Fla. Admin. Code Ann. R. 69O-149.0025 - Definitions
(1)
(a)
Actual-to-Expected (A/E) ratio: The ratio of actual incurred claims under the
policy form divided by expected claims. This is equivalent to the actual annual
loss ratio divided by the applicable durational loss ratios of the approved
durational loss ratio table.
(b)
For projected periods, the A/E ratio is the ratio of the projected claims
divided by the expected claims.
(c)
Both the year-by-year pattern of the A/E ratios and the aggregate past, future,
and lifetime ratios shall be presented.
(2) Annually Rated Group Policies: Group
policies, including major medical coverage, which meet all of the following
criteria:
(a) The policies are funded on a
1-year basis to satisfy loss ratio requirements.
(b) The policies are expected to be repriced
annually based on trend and demographic changes.
(c) Effects of underwriting, if any, are part
of the composite assumptions so that durational claims experience is
incorporated into the composite rate.
(d) Aging is not pre-funded, as in a Medicare
supplement or long term care policy.
(3) Anticipated Loss Ratio: The present value
of future benefits divided by the present value of future premiums computed
over the entire future lifetime of the policy form. For annually rated groups,
the anticipated loss ratio expected over the rating period is also referred to
as the target loss ratio.
(4)
Attained Age Premium Schedule: An attained age premium schedule is one in which
the policyholder's premium is dependent upon his or her age at policy renewal.

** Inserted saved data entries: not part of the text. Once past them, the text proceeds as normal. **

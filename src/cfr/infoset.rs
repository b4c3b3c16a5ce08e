use crate::cfr::action::Action;
use crate::Probability;
use std::collections::HashMap;

/// what a player knows at a decision point: their private cluster plus the
/// public abstract action sequence so far. created lazily on first visit
/// during training, mutated only by the acting player's CFR update, never
/// destroyed.
pub struct InfoSet {
    actions: Vec<Action>,
    regret: HashMap<Action, Probability>,
    cumulative_strategy: HashMap<Action, Probability>,
}

impl InfoSet {
    pub fn new(actions: Vec<Action>) -> Self {
        let regret = actions.iter().map(|&a| (a, 0.0)).collect();
        let cumulative_strategy = actions.iter().map(|&a| (a, 0.0)).collect();
        Self { actions, regret, cumulative_strategy }
    }

    pub fn actions(&self) -> &[Action] {
        &self.actions
    }

    /// regret matching: every regret floored at `POLICY_MIN` before
    /// normalizing, so the strategy is always well-defined without a
    /// separate uniform-fallback branch.
    pub fn strategy(&self) -> HashMap<Action, Probability> {
        let total: Probability = self.regret.values().map(|&r| r.max(crate::POLICY_MIN)).sum();
        self.regret.iter().map(|(&a, &r)| (a, r.max(crate::POLICY_MIN) / total)).collect()
    }

    pub fn add_regret(&mut self, action: Action, amount: Probability) {
        let slot = self.regret.get_mut(&action).expect("action in infoset");
        *slot = (*slot + amount).max(crate::REGRET_MIN);
    }

    pub fn add_cumulative_strategy(&mut self, action: Action, amount: Probability) {
        *self.cumulative_strategy.get_mut(&action).expect("action in infoset") += amount;
    }

    /// the time-averaged strategy: the CFR equilibrium approximation. this
    /// is the only view ever exported to a strategy artifact.
    pub fn average_strategy(&self) -> HashMap<Action, Probability> {
        let total: Probability = self.cumulative_strategy.values().map(|&s| s.max(crate::POLICY_MIN)).sum();
        self.cumulative_strategy.iter().map(|(&a, &s)| (a, s.max(crate::POLICY_MIN) / total)).collect()
    }
}

#[cfg(test)]
mod tests {
    use super::*;

    #[test]
    fn uniform_strategy_with_no_regret() {
        let info = InfoSet::new(vec![Action::Check, Action::BetMin]);
        let s = info.strategy();
        assert!((s[&Action::Check] - 0.5).abs() < 1e-6);
        assert!((s[&Action::BetMin] - 0.5).abs() < 1e-6);
    }

    #[test]
    fn negative_regret_floors_to_zero_weight() {
        let mut info = InfoSet::new(vec![Action::Check, Action::BetMin]);
        info.add_regret(Action::Check, -5.0);
        info.add_regret(Action::BetMin, 5.0);
        let s = info.strategy();
        assert!(s[&Action::Check] < 1e-6);
        assert!((s[&Action::BetMin] - 1.0).abs() < 1e-6);
    }

    #[test]
    fn average_strategy_sums_to_one() {
        let mut info = InfoSet::new(vec![Action::Check, Action::BetMin, Action::BetMax]);
        info.add_cumulative_strategy(Action::Check, 3.0);
        info.add_cumulative_strategy(Action::BetMin, 1.0);
        let avg = info.average_strategy();
        let sum: Probability = avg.values().sum();
        assert!((sum - 1.0).abs() < 1e-6);
    }
}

(a) The aging component of the claim cost is
not pre-funded.
(b) These schedules
shall be constructed so that the slope by age is substantially similar to the
slope of the ultimate claim cost curve. The premiums shall form a smooth
progression and, to eliminate jumps in premium caused by bracketed age groups,
insurers shall use each available renewable age.
(c) These requirements do not apply to any
group policy where the final premium charged is an average of the individual
members.
(5) Closed
Policy Form: A policy form is closed for rating purposes if the insurer has not
actively offered it for sale in the previous 12 months.
(6) Credible Data:
(a) Except as provided in paragraph (b), if a
policy form has 2,000 or more policies in force, then full (100 percent)
credibility is given to the experience; if fewer than 500 policies are inforce,
then zero (0 percent) credibility is given.
(b)
1. For
policy forms with low expected claims frequency, the data from the fewest
number of entire calendar years, starting with the most recent experience year
and looking back year by year as necessary, to the calendar year in which the
accumulated claims first equal or exceed a total of 1,000 claims, shall be
assigned 100 percent credibility; 200 claims shall be assigned 0 percent
credibility. If 100 percent credibility is not achieved by using the most
recent five year period, the data from the most recent five year period only
shall be used. The determination of low expected claims frequency is determined
at issue and not at different durations of the coverage.
(I) Policy forms that are determined not to
be low expected claims frequency forms include, but are not limited to:
Medicare Supplement, vision, dental, hospital indemnity, medical expense and
other coverage described in Section
627.6562(3),
F.S., as creditable coverage.
(II)
Policy forms that are determined to be low expected claims frequency forms
include, but are not limited to: accident, disability with benefit periods of
24 months or longer, coverage subject to the Long-Term Care Insurance Act,
Sections 627.9401 -
627.9408, F.S., cancer,
specified disease, and critical illness.
2. For purposes of this section, a claim is
counted as the first incidence or diagnosis of an event resulting in a covered
benefit or series of covered benefits. It is not each provider encounter or
service that may provide care or benefits due to such event.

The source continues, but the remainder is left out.